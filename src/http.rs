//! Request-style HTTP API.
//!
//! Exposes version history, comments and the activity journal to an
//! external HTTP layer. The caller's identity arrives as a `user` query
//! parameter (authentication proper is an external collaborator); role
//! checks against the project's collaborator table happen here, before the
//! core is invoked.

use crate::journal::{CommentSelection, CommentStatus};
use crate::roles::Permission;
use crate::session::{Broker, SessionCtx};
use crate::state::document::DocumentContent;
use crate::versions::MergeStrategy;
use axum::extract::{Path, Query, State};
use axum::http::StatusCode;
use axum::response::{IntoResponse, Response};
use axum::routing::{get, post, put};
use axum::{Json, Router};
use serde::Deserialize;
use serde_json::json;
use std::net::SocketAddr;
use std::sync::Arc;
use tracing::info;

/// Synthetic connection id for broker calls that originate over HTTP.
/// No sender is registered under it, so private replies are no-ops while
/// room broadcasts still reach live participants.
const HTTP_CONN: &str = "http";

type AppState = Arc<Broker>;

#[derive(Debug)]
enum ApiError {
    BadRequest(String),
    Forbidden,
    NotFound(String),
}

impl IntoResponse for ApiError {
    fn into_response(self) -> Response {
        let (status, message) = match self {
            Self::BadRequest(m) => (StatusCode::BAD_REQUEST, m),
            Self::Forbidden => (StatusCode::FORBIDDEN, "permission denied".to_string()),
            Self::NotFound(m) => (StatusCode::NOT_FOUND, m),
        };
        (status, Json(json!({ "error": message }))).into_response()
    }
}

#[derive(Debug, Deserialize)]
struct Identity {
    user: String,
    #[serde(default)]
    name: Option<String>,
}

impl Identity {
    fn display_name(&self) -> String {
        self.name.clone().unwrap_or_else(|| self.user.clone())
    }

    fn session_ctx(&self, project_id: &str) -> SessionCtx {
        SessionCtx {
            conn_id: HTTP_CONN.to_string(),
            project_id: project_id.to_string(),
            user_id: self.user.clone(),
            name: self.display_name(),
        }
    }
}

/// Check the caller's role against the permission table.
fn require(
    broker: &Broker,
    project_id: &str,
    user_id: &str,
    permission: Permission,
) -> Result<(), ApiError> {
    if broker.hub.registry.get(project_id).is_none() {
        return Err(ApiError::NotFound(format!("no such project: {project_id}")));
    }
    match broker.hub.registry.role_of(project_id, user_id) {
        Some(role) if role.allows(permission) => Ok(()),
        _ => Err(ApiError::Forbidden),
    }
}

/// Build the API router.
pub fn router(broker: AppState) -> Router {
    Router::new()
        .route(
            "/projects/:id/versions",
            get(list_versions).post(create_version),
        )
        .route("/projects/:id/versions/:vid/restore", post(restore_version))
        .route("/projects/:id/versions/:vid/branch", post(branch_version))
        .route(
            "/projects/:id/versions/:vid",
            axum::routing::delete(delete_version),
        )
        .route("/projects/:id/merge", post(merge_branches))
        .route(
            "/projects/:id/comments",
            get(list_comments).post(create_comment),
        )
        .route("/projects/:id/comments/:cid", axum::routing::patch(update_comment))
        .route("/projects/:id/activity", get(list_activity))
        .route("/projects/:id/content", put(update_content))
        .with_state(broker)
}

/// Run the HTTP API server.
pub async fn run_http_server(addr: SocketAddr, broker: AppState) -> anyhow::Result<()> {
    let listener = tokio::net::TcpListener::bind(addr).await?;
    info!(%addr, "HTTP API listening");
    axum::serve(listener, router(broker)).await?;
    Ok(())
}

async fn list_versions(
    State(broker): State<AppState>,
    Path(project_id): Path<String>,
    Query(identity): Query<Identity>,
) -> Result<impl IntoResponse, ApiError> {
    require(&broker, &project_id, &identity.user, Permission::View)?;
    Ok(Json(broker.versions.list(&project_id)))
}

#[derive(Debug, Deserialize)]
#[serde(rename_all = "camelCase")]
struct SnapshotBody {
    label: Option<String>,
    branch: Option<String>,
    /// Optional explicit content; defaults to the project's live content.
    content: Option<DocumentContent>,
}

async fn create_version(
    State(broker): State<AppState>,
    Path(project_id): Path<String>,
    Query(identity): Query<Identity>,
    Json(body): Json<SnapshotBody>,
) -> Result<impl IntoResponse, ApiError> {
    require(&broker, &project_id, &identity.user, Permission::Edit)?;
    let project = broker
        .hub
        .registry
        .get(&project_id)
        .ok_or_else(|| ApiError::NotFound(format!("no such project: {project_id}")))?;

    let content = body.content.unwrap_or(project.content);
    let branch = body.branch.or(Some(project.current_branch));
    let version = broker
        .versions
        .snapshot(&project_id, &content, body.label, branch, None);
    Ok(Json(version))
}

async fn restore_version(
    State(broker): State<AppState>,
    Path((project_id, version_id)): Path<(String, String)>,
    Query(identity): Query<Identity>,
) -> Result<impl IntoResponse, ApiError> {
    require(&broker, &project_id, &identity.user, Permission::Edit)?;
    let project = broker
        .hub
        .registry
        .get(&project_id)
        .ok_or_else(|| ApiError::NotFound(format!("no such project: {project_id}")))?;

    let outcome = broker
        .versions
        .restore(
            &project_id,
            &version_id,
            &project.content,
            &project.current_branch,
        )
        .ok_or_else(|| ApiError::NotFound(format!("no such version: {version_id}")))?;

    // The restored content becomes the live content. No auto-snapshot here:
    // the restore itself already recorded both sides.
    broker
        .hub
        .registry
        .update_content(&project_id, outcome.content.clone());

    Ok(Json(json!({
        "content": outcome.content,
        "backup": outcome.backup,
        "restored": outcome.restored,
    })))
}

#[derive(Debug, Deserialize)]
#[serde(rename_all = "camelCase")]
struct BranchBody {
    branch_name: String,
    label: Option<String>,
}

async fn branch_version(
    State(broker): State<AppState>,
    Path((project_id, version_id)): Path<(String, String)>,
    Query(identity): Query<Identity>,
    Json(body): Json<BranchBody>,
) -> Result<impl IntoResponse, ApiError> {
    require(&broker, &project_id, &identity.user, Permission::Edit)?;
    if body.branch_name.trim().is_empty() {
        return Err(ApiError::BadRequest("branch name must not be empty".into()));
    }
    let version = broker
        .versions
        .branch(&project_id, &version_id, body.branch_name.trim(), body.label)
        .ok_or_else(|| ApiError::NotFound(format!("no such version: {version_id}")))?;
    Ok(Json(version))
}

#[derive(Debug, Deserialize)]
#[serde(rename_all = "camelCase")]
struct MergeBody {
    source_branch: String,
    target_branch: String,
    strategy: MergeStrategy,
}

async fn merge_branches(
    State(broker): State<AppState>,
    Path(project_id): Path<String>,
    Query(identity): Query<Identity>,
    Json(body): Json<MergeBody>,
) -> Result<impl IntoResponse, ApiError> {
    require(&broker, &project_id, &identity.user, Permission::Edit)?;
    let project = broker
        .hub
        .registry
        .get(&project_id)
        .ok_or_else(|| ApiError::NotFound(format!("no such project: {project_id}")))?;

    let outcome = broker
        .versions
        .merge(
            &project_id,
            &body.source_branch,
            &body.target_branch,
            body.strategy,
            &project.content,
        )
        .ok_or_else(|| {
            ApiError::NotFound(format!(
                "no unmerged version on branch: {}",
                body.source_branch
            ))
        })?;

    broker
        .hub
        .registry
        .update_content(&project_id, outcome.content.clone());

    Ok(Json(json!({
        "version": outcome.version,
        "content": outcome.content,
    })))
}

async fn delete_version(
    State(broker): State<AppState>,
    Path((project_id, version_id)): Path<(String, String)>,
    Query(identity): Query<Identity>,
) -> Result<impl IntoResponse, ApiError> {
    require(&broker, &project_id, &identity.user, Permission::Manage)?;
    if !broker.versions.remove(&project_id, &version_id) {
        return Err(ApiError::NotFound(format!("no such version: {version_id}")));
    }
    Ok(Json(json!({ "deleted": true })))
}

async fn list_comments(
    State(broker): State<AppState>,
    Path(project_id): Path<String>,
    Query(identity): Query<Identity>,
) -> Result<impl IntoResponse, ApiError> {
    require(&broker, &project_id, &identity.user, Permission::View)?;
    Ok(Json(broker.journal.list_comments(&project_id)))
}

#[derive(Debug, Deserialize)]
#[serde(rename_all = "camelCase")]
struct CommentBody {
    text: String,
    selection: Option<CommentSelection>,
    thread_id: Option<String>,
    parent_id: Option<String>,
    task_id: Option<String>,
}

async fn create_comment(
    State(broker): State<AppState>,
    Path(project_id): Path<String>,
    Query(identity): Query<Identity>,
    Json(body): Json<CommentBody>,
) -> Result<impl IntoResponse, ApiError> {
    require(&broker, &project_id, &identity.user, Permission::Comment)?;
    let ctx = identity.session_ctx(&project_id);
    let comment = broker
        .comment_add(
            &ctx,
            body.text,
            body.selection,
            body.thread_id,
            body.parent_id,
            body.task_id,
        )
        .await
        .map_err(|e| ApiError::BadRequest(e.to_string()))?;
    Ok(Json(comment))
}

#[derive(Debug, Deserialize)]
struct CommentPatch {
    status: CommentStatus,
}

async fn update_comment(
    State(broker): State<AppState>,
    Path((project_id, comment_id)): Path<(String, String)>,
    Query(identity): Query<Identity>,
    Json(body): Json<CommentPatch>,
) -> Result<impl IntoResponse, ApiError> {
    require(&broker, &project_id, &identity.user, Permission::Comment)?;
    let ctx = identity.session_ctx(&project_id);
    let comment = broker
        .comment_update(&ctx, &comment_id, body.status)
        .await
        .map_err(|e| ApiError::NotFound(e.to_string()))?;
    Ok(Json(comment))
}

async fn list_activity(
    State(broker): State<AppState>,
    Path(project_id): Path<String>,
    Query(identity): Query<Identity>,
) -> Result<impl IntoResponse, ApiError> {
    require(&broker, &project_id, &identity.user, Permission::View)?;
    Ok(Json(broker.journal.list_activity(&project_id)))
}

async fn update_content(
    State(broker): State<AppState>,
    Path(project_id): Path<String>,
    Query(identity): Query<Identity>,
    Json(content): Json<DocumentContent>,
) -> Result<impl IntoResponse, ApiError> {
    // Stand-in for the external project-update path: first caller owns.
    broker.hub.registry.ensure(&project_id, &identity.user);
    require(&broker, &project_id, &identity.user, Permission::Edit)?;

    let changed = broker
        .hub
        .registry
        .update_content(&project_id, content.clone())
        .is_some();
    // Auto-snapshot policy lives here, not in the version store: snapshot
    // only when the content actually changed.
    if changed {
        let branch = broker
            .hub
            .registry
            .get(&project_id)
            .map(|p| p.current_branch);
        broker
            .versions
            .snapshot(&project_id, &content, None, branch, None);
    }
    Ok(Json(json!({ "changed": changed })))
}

| What you will do |
From the listing above, pick out each line where the word "post" appears.

| Your response |
use axum::routing::{get, post, put};
            get(list_versions).post(create_version),
        .route("/projects/:id/versions/:vid/restore", post(restore_version))
        .route("/projects/:id/versions/:vid/branch", post(branch_version))
        .route("/projects/:id/merge", post(merge_branches))
            get(list_comments).post(create_comment),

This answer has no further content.